Per our review of The Troll Cookbook, we made one of its recipes: butter. It called for nothing more than a tight-lidded jar, a marble and some heavy whipping cream. Much of Troll Cookbook covers how-to’s on canning, sourdough starters, wild foraging and home dairy processing; heady stuff if you’re into it. We thought butter matched our capabilities of the moment, and given the extreme simplicity of the requirements, a must-do.
In practice, it took a lot more shaking than the “several minutes” described, but to be fair, it was a hot day, and hot hands likely hampered our process. Luckily, a few minutes here and there in the freezer went a long way, helping the product break and eventually — magically — butter-ize. Even after another mishap, since I also tried extracting the butter too early, and the mass of it broke apart in my bowl. (I recovered butter, but not buttermilk.) Efforts were indeed rewarded however, and the product tasted like real, rich butter. In the future, armed with a bit of experience, we’d experiment using raw cream, as well as with salted and flavored options.

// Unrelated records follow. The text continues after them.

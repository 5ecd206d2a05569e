//! Tile catalogue addressed by `(channel, z, row, col)`.

pub mod filename;
mod indexer;
pub mod orientation;

use std::collections::btree_map::Entry;
use std::collections::BTreeMap;
use std::path::{Path, PathBuf};

use crate::error::{Result, StitchError};
use crate::tile::{GridAddress, GridDims, Tile, TileGeometry};

pub use filename::{parse_tile_name, FilenameLayout, ParsedName};
pub use indexer::{index_tiles, list_tile_files};
pub use orientation::{read_coordinates, AxisOrientation, CoordinateRecord};

/// Every tile of an acquisition, at most one per address.
#[derive(Clone, Debug)]
pub struct AcquisitionGrid {
    image_dir: PathBuf,
    layout: FilenameLayout,
    geometry: TileGeometry,
    channel_names: Vec<String>,
    tiles: BTreeMap<GridAddress, Tile>,
    dims: GridDims,
}

impl AcquisitionGrid {
    /// Build the grid from `(filename, parsed name)` pairs.
    ///
    /// Channel indices follow the sorted channel names. Two files resolving to
    /// the same address are rejected.
    pub fn new(
        image_dir: &Path,
        layout: FilenameLayout,
        geometry: TileGeometry,
        entries: Vec<(String, ParsedName)>,
    ) -> Result<Self> {
        let mut channel_names: Vec<String> =
            entries.iter().map(|(_, p)| p.channel.clone()).collect();
        channel_names.sort();
        channel_names.dedup();

        let mut tiles = BTreeMap::new();
        let mut dims = GridDims {
            num_channels: channel_names.len(),
            ..Default::default()
        };

        for (filename, parsed) in entries {
            let channel = channel_names
                .binary_search(&parsed.channel)
                .unwrap_or_default();
            let address = GridAddress {
                channel,
                z: parsed.k,
                row: parsed.i,
                col: parsed.j,
            };
            dims.num_rows = dims.num_rows.max(parsed.i + 1);
            dims.num_cols = dims.num_cols.max(parsed.j + 1);
            dims.num_z = dims.num_z.max(parsed.k + 1);

            let tile = Tile {
                address,
                path: image_dir.join(&filename),
                channel_name: parsed.channel,
                well: parsed.well,
                filename,
            };
            match tiles.entry(address) {
                Entry::Vacant(slot) => {
                    slot.insert(tile);
                }
                Entry::Occupied(existing) => {
                    return Err(StitchError::DuplicateTile {
                        channel: tile.channel_name,
                        z: address.z,
                        row: address.row,
                        col: address.col,
                        first: existing.get().filename.clone(),
                        second: tile.filename,
                    });
                }
            }
        }

        Ok(Self {
            image_dir: image_dir.to_path_buf(),
            layout,
            geometry,
            channel_names,
            tiles,
            dims,
        })
    }

    pub fn image_dir(&self) -> &Path {
        &self.image_dir
    }

    pub fn layout(&self) -> FilenameLayout {
        self.layout
    }

    pub fn geometry(&self) -> TileGeometry {
        self.geometry
    }

    pub fn dims(&self) -> GridDims {
        self.dims
    }

    pub fn channel_names(&self) -> &[String] {
        &self.channel_names
    }

    pub fn channel_index(&self, name: &str) -> Option<usize> {
        self.channel_names.iter().position(|c| c == name)
    }

    pub fn len(&self) -> usize {
        self.tiles.len()
    }

    pub fn is_empty(&self) -> bool {
        self.tiles.is_empty()
    }

    pub fn get(&self, address: &GridAddress) -> Option<&Tile> {
        self.tiles.get(address)
    }

    /// All tiles in channel, z, row, col order.
    pub fn tiles(&self) -> impl Iterator<Item = &Tile> {
        self.tiles.values()
    }

    /// Tiles of one `(channel, z)` plane in row-major grid order.
    pub fn tiles_in_plane(&self, channel: usize, z: usize) -> impl Iterator<Item = &Tile> {
        let start = GridAddress {
            channel,
            z,
            row: 0,
            col: 0,
        };
        let end = GridAddress {
            channel,
            z,
            row: usize::MAX,
            col: usize::MAX,
        };
        self.tiles.range(start..=end).map(|(_, tile)| tile)
    }

    /// Tiles of one channel across every z-plane.
    pub fn tiles_in_channel(&self, channel: usize) -> impl Iterator<Item = &Tile> {
        self.tiles
            .values()
            .filter(move |tile| tile.address.channel == channel)
    }
}
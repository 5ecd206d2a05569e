use std::path::PathBuf;

use anyhow::Result;
use clap::Args;
use gridstitch_core::io::DiskTileSource;
use gridstitch_core::pipeline::config::StitchConfig;
use gridstitch_core::pipeline::{prepare_stitch, NoOpReporter};

#[derive(Args)]
pub struct InfoArgs {
    /// Acquisition folder
    pub input: PathBuf,

    /// Channel used for overlap registration (defaults to the first)
    #[arg(long)]
    pub channel: Option<String>,
}

pub fn run(args: &InfoArgs) -> Result<()> {
    let mut config = StitchConfig::new(&args.input);
    config.registration.channel = args.channel.clone();

    let prepared = prepare_stitch(&config, &DiskTileSource, &NoOpReporter)?;
    crate::summary::print_acquisition_info(&prepared);
    Ok(())
}
use std::path::Path;

use serde::{Deserialize, Serialize};

use crate::error::{Result, StitchError};

/// One row of `coordinates.csv`. Extra columns are ignored.
#[derive(Clone, Debug, PartialEq, Deserialize)]
pub struct CoordinateRecord {
    pub i: usize,
    pub j: usize,
    pub k: usize,
    #[serde(rename = "x (mm)")]
    pub x_mm: f64,
    #[serde(rename = "y (mm)")]
    pub y_mm: f64,
    #[serde(rename = "z (um)")]
    pub z_um: f64,
}

pub fn read_coordinates(path: &Path) -> Result<Vec<CoordinateRecord>> {
    let mut reader = csv::ReaderBuilder::new()
        .trim(csv::Trim::All)
        .from_path(path)
        .map_err(|e| StitchError::config(path, format!("cannot read coordinates: {e}")))?;

    reader
        .deserialize()
        .enumerate()
        .map(|(line, record)| {
            record.map_err(|e| {
                StitchError::config(path, format!("bad coordinate record {}: {e}", line + 1))
            })
        })
        .collect()
}

/// Whether increasing grid index runs against the stage coordinate on each axis.
#[derive(Clone, Copy, Debug, Default, PartialEq, Eq, Serialize, Deserialize)]
pub struct AxisOrientation {
    /// `i` against `y (mm)`.
    pub rows_reversed: bool,
    /// `j` against `x (mm)`.
    pub cols_reversed: bool,
    /// `k` against `z (um)`.
    pub z_reversed: bool,
}

impl AxisOrientation {
    pub fn from_coordinates(records: &[CoordinateRecord]) -> Self {
        Self {
            rows_reversed: is_reversed(records, |r| r.i, |r| r.y_mm),
            cols_reversed: is_reversed(records, |r| r.j, |r| r.x_mm),
            z_reversed: is_reversed(records, |r| r.k, |r| r.z_um),
        }
    }
}

/// An axis is reversed unless the coordinate is non-decreasing once the
/// records are (stably) ordered by grid index.
fn is_reversed(
    records: &[CoordinateRecord],
    index: impl Fn(&CoordinateRecord) -> usize,
    coordinate: impl Fn(&CoordinateRecord) -> f64,
) -> bool {
    let mut sorted: Vec<&CoordinateRecord> = records.iter().collect();
    sorted.sort_by_key(|r| index(*r));
    !sorted
        .windows(2)
        .all(|pair| coordinate(pair[0]) <= coordinate(pair[1]))
}
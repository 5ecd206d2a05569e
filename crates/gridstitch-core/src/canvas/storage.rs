use std::fs::File;
use std::marker::PhantomData;
use std::path::Path;

use memmap2::MmapMut;
use ndarray::{ArrayView2, ArrayView5};
use serde::{Deserialize, Serialize};
use tracing::info;

use crate::consts::LOW_MEMORY_THRESHOLD_BYTES;
use crate::error::{Result, StitchError};
use crate::sample::Sample;

use super::plan::{CanvasPlan, CanvasShape};

/// Where the canvas samples live while tiles are composited.
#[derive(Clone, Copy, Debug, Default, PartialEq, Eq, Serialize, Deserialize)]
pub enum MemoryStrategy {
    /// Memory-map when the plan's estimate exceeds the low-memory threshold.
    #[default]
    Auto,
    /// Always a heap buffer.
    InMemory,
    /// Always a memory-mapped temporary file.
    MemoryMapped,
}

impl std::fmt::Display for MemoryStrategy {
    fn fmt(&self, f: &mut std::fmt::Formatter<'_>) -> std::fmt::Result {
        match self {
            Self::Auto => write!(f, "Auto"),
            Self::InMemory => write!(f, "In Memory"),
            Self::MemoryMapped => write!(f, "Memory Mapped"),
        }
    }
}

impl MemoryStrategy {
    pub fn use_memory_map(&self, plan: &CanvasPlan) -> bool {
        match self {
            Self::Auto => plan.memory_estimate_bytes > LOW_MEMORY_THRESHOLD_BYTES,
            Self::InMemory => false,
            Self::MemoryMapped => true,
        }
    }
}

#[derive(Debug)]
enum Storage<T> {
    Heap(Vec<T>),
    // The file is anonymous (already unlinked) and goes away with the map.
    Mapped {
        map: MmapMut,
        _file: File,
        _marker: PhantomData<T>,
    },
}

/// Zero-initialised `(1, c, z, y, x)` volume, stored plane after plane.
#[derive(Debug)]
pub struct Canvas<T: Sample> {
    shape: CanvasShape,
    storage: Storage<T>,
}

impl<T: Sample> Canvas<T> {
    /// Allocate per `strategy`; memory-mapped files are created in `spill_dir`
    /// (the system temp directory when `None`).
    pub fn allocate(
        plan: &CanvasPlan,
        strategy: MemoryStrategy,
        spill_dir: Option<&Path>,
    ) -> Result<Self> {
        if plan.sample_type != T::TYPE {
            return Err(StitchError::InvalidGeometry(format!(
                "canvas planned for {} samples, allocated as {}",
                plan.sample_type,
                T::TYPE
            )));
        }
        if strategy.use_memory_map(plan) {
            info!(
                bytes = plan.full_size_bytes(),
                "Backing canvas with a memory-mapped file"
            );
            Self::memory_mapped(plan.shape, spill_dir)
        } else {
            Ok(Self::in_memory(plan.shape))
        }
    }

    pub fn in_memory(shape: CanvasShape) -> Self {
        Self {
            shape,
            storage: Storage::Heap(vec![T::zero(); shape.len()]),
        }
    }

    pub fn memory_mapped(shape: CanvasShape, spill_dir: Option<&Path>) -> Result<Self> {
        let bytes = shape
            .len()
            .checked_mul(std::mem::size_of::<T>())
            .ok_or_else(|| StitchError::InvalidGeometry(format!("canvas {shape} overflows")))?;
        if bytes == 0 {
            return Ok(Self::in_memory(shape));
        }

        let file = match spill_dir {
            Some(dir) => tempfile::tempfile_in(dir)?,
            None => tempfile::tempfile()?,
        };
        file.set_len(bytes as u64)?;
        // SAFETY: the file is anonymous to this process and only reachable
        // through this mapping.
        let map = unsafe { MmapMut::map_mut(&file)? };

        Ok(Self {
            shape,
            storage: Storage::Mapped {
                map,
                _file: file,
                _marker: PhantomData,
            },
        })
    }

    pub fn shape(&self) -> CanvasShape {
        self.shape
    }

    pub fn is_memory_mapped(&self) -> bool {
        matches!(self.storage, Storage::Mapped { .. })
    }

    pub fn as_slice(&self) -> &[T] {
        match &self.storage {
            Storage::Heap(data) => data,
            Storage::Mapped { map, .. } => bytemuck::cast_slice(&map[..]),
        }
    }

    pub fn as_mut_slice(&mut self) -> &mut [T] {
        match &mut self.storage {
            Storage::Heap(data) => data,
            Storage::Mapped { map, .. } => bytemuck::cast_slice_mut(&mut map[..]),
        }
    }

    /// Samples of one `(channel, z)` plane, row-major.
    pub fn plane_slice(&self, channel: usize, z: usize) -> &[T] {
        let plane = self.shape.plane_len();
        let start = (channel * self.shape.z + z) * plane;
        &self.as_slice()[start..start + plane]
    }

    pub fn plane(&self, channel: usize, z: usize) -> Result<ArrayView2<'_, T>> {
        Ok(ArrayView2::from_shape(
            (self.shape.height, self.shape.width),
            self.plane_slice(channel, z),
        )?)
    }

    pub fn view(&self) -> Result<ArrayView5<'_, T>> {
        Ok(ArrayView5::from_shape(self.shape.tczyx(), self.as_slice())?)
    }
}
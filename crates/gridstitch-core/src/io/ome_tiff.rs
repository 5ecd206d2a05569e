use std::io::{Seek, Write};
use std::path::Path;

use tiff::encoder::{TiffEncoder, TiffKind};
use tracing::info;

use crate::canvas::Canvas;
use crate::consts::CLASSIC_TIFF_LIMIT_BYTES;
use crate::error::{Result, StitchError};
use crate::sample::Sample;

use super::export::{write_atomically, VolumeExporter, VolumeMetadata};

/// Writes pages in TCZYX order (z fastest) with OME-XML in the first page's
/// `ImageDescription`. Volumes past the classic TIFF limit are written as
/// BigTIFF.
#[derive(Clone, Copy, Debug, Default)]
pub struct OmeTiffExporter;

impl VolumeExporter for OmeTiffExporter {
    fn export<T: Sample>(
        &self,
        canvas: &Canvas<T>,
        metadata: &VolumeMetadata,
        path: &Path,
    ) -> Result<()> {
        let shape = canvas.shape();
        let to_u32 = |v: usize| {
            u32::try_from(v).map_err(|_| {
                StitchError::export(path, format!("dimension {v} exceeds TIFF limits"))
            })
        };
        let (width, height) = (to_u32(shape.width)?, to_u32(shape.height)?);
        let description = ome_xml(canvas, metadata);

        let bytes = (shape.len() * std::mem::size_of::<T>()) as u64;

        write_atomically(path, |writer| {
            let written = if bytes > CLASSIC_TIFF_LIMIT_BYTES {
                TiffEncoder::new_big(&mut *writer)
                    .and_then(|mut enc| write_pages(&mut enc, canvas, width, height, &description))
            } else {
                TiffEncoder::new(&mut *writer)
                    .and_then(|mut enc| write_pages(&mut enc, canvas, width, height, &description))
            };
            written.map_err(|e| StitchError::export(path, e))
        })?;

        info!(path = %path.display(), pages = shape.plane_count(), "Wrote OME-TIFF");
        Ok(())
    }
}

fn write_pages<T: Sample, W: Write + Seek, K: TiffKind>(
    encoder: &mut TiffEncoder<W, K>,
    canvas: &Canvas<T>,
    width: u32,
    height: u32,
    description: &str,
) -> tiff::TiffResult<()> {
    let shape = canvas.shape();
    for channel in 0..shape.channels {
        for z in 0..shape.z {
            let first = channel == 0 && z == 0;
            T::write_tiff_page(
                encoder,
                width,
                height,
                canvas.plane_slice(channel, z),
                first.then_some(description),
            )?;
        }
    }
    Ok(())
}

/// Minimal OME-XML for a single TCZYX image.
pub fn ome_xml<T: Sample>(canvas: &Canvas<T>, metadata: &VolumeMetadata) -> String {
    let shape = canvas.shape();
    let mut physical = String::new();
    if let Some(xy) = metadata.physical_size_xy_um {
        physical.push_str(&format!(
            " PhysicalSizeX=\"{xy}\" PhysicalSizeXUnit=\"µm\" PhysicalSizeY=\"{xy}\" PhysicalSizeYUnit=\"µm\""
        ));
    }
    if let Some(z) = metadata.physical_size_z_um {
        physical.push_str(&format!(" PhysicalSizeZ=\"{z}\" PhysicalSizeZUnit=\"µm\""));
    }

    let mut xml = String::new();
    xml.push_str("<?xml version=\"1.0\" encoding=\"UTF-8\"?>\n");
    xml.push_str(
        "<OME xmlns=\"http://www.openmicroscopy.org/Schemas/OME/2016-06\" \
         xmlns:xsi=\"http://www.w3.org/2001/XMLSchema-instance\" \
         xsi:schemaLocation=\"http://www.openmicroscopy.org/Schemas/OME/2016-06 \
         http://www.openmicroscopy.org/Schemas/OME/2016-06/ome.xsd\">",
    );
    xml.push_str(&format!(
        "<Image ID=\"Image:0\" Name=\"{}\">",
        escape_attr(&metadata.name)
    ));
    xml.push_str(&format!(
        "<Pixels ID=\"Pixels:0\" DimensionOrder=\"XYZCT\" Type=\"{}\" \
         SizeX=\"{}\" SizeY=\"{}\" SizeZ=\"{}\" SizeC=\"{}\" SizeT=\"1\"{}>",
        T::TYPE.name(),
        shape.width,
        shape.height,
        shape.z,
        shape.channels,
        physical
    ));
    for (index, name) in metadata.channel_names.iter().enumerate() {
        xml.push_str(&format!(
            "<Channel ID=\"Channel:0:{index}\" Name=\"{}\" SamplesPerPixel=\"1\"/>",
            escape_attr(name)
        ));
    }
    xml.push_str(&format!(
        "<TiffData IFD=\"0\" PlaneCount=\"{}\"/>",
        shape.plane_count()
    ));
    xml.push_str("</Pixels></Image></OME>");
    xml
}

fn escape_attr(value: &str) -> String {
    value
        .replace('&', "&amp;")
        .replace('<', "&lt;")
        .replace('>', "&gt;")
        .replace('"', "&quot;")
}
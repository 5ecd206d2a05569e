use std::path::PathBuf;

use thiserror::Error;

use crate::sample::SampleType;

/// Broad category of a [`StitchError`], used for exit codes and reporting.
#[derive(Clone, Copy, Debug, PartialEq, Eq)]
pub enum ErrorKind {
    /// Missing or malformed acquisition metadata.
    Config,
    /// Tile set is empty, ambiguous or geometrically unusable.
    Data,
    /// Reading or decoding a file failed.
    Io,
    /// The volume writer failed.
    Export,
}

#[derive(Error, Debug)]
pub enum StitchError {
    #[error("I/O error: {0}")]
    Io(#[from] std::io::Error),

    #[error("Configuration error in {}: {reason}", path.display())]
    Config { path: PathBuf, reason: String },

    #[error("Invalid JSON in {}: {source}", path.display())]
    Json {
        path: PathBuf,
        source: serde_json::Error,
    },

    #[error("No tile images found in {}", .0.display())]
    EmptyTileSet(PathBuf),

    #[error("Cannot parse tile filename '{0}' as well_i_j_k_channel or i_j_k_channel")]
    UnparsableFilename(String),

    #[error("Duplicate tile at c:{channel} k:{z} i:{row} j:{col} ('{first}' and '{second}')")]
    DuplicateTile {
        channel: String,
        z: usize,
        row: usize,
        col: usize,
        first: String,
        second: String,
    },

    #[error("No input file found for c:{channel} k:{z} j:{col} i:{row}")]
    MissingReferenceTile {
        channel: String,
        z: usize,
        row: usize,
        col: usize,
    },

    #[error("Invalid stitching geometry: {0}")]
    InvalidGeometry(String),

    #[error("Unsupported sample type {color:?} in {}", path.display())]
    UnsupportedSampleType { path: PathBuf, color: image::ColorType },

    #[error("Tile {} holds {found} samples, expected {expected} like the first tile", path.display())]
    SampleTypeMismatch {
        path: PathBuf,
        found: SampleType,
        expected: SampleType,
    },

    #[error("Tile {} is {width}x{height}, expected {expected_width}x{expected_height}", path.display())]
    TileShape {
        path: PathBuf,
        width: usize,
        height: usize,
        expected_width: usize,
        expected_height: usize,
    },

    #[error("Array shape error: {0}")]
    Shape(#[from] ndarray::ShapeError),

    #[error("Image format error: {0}")]
    ImageError(#[from] image::ImageError),

    #[error("Export to {} failed: {reason}", path.display())]
    Export { path: PathBuf, reason: String },
}

impl StitchError {
    pub fn kind(&self) -> ErrorKind {
        match self {
            Self::Config { .. } | Self::Json { .. } => ErrorKind::Config,
            Self::EmptyTileSet(_)
            | Self::UnparsableFilename(_)
            | Self::DuplicateTile { .. }
            | Self::MissingReferenceTile { .. }
            | Self::InvalidGeometry(_)
            | Self::UnsupportedSampleType { .. }
            | Self::SampleTypeMismatch { .. }
            | Self::TileShape { .. }
            | Self::Shape(_) => ErrorKind::Data,
            Self::Io(_) | Self::ImageError(_) => ErrorKind::Io,
            Self::Export { .. } => ErrorKind::Export,
        }
    }

    pub(crate) fn config(path: impl Into<PathBuf>, reason: impl Into<String>) -> Self {
        Self::Config {
            path: path.into(),
            reason: reason.into(),
        }
    }

    pub(crate) fn export(path: impl Into<PathBuf>, reason: impl ToString) -> Self {
        Self::Export {
            path: path.into(),
            reason: reason.to_string(),
        }
    }
}

pub type Result<T> = std::result::Result<T, StitchError>;
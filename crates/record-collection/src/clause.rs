//! Clause types for record predicates.
//!
//! A [`Clause`] is a single filter predicate: a field name and the test to
//! run against that field's value. Every `where*`/`like` operation on a
//! collection builds a clause and filters with it; [`Query`](crate::Query)
//! groups clauses into AND / OR / NOT sets.

use serde_json::Value;

use crate::compare::loose_eq;
use crate::error::Result;
use crate::like::LikePattern;
use crate::op::Op;
use crate::value::{field, is_truthy, Record};

/// A single filter predicate.
///
/// A record that lacks the field is tested as if the field were `null`,
/// except for `Like`, which never matches a missing field.
///
/// # Example
///
/// ```
/// use record_collection::{Clause, Op};
/// use serde_json::json;
///
/// let clause = Clause::new("age", Op::Gte, 18);
/// let adult = json!({"age": "21"}).as_object().cloned().unwrap();
/// assert!(clause.matches(&adult));
/// ```
#[derive(Debug, Clone, PartialEq)]
pub struct Clause {
    /// The field name to test.
    pub field: String,
    /// The test applied to the field value.
    pub test: ClauseTest,
}

/// The test a [`Clause`] applies to a field value.
#[derive(Debug, Clone, PartialEq)]
pub enum ClauseTest {
    /// Compare with an operator.
    Compare { op: Op, value: Value },
    /// Field value is loosely equal to one of the set.
    In(Vec<Value>),
    /// Field value is loosely equal to none of the set.
    NotIn(Vec<Value>),
    /// Field value matches a `LIKE` pattern.
    Like(LikePattern),
    /// Field value is truthy.
    Truthy,
}

impl Clause {
    /// Creates a comparison clause.
    pub fn new(field: impl Into<String>, op: impl Into<Op>, value: impl Into<Value>) -> Self {
        Clause {
            field: field.into(),
            test: ClauseTest::Compare {
                op: op.into(),
                value: value.into(),
            },
        }
    }

    /// Creates a loose-equality clause.
    pub fn eq(field: impl Into<String>, value: impl Into<Value>) -> Self {
        Clause::new(field, Op::Eq, value)
    }

    /// Creates a truthiness clause.
    pub fn truthy(field: impl Into<String>) -> Self {
        Clause {
            field: field.into(),
            test: ClauseTest::Truthy,
        }
    }

    /// Creates a set-membership clause.
    pub fn is_in<I, V>(field: impl Into<String>, values: I) -> Self
    where
        I: IntoIterator<Item = V>,
        V: Into<Value>,
    {
        Clause {
            field: field.into(),
            test: ClauseTest::In(values.into_iter().map(Into::into).collect()),
        }
    }

    /// Creates a set-exclusion clause.
    pub fn not_in<I, V>(field: impl Into<String>, values: I) -> Self
    where
        I: IntoIterator<Item = V>,
        V: Into<Value>,
    {
        Clause {
            field: field.into(),
            test: ClauseTest::NotIn(values.into_iter().map(Into::into).collect()),
        }
    }

    /// Creates a `LIKE` clause.
    ///
    /// Returns an error if the pattern cannot be compiled.
    pub fn like(field: impl Into<String>, pattern: &str) -> Result<Self> {
        Ok(Clause {
            field: field.into(),
            test: ClauseTest::Like(LikePattern::compile(pattern)?),
        })
    }

    /// Evaluates this clause against a record.
    pub fn matches(&self, record: &Record) -> bool {
        match &self.test {
            ClauseTest::Like(pattern) => record
                .get(&self.field)
                .is_some_and(|value| pattern.matches_value(value)),
            test => test.matches_value(field(record, &self.field)),
        }
    }
}

impl ClauseTest {
    /// Evaluates the test against a field value.
    pub fn matches_value(&self, field_value: &Value) -> bool {
        match self {
            ClauseTest::Compare { op, value } => op.eval(field_value, value),
            ClauseTest::In(set) => set.iter().any(|v| loose_eq(field_value, v)),
            ClauseTest::NotIn(set) => !set.iter().any(|v| loose_eq(field_value, v)),
            ClauseTest::Like(pattern) => pattern.matches_value(field_value),
            ClauseTest::Truthy => is_truthy(field_value),
        }
    }
}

Our thanks to co-authors Clint Marsh and Karima Cammell, who let us share the recipe:
Butter
Impatient trolls have been known to prepare this recipe by shaking an entire cow, but this can make the butter difficult to extract. Humans have better luck using a jar full of cream and a marble.
A jar with a tight-fitting lid
A marble
2 cups of heavy whipping cream (use raw unpasteurized cream if making traditional buttermilk)
1 bowl of ice water
Salt (for salted butter)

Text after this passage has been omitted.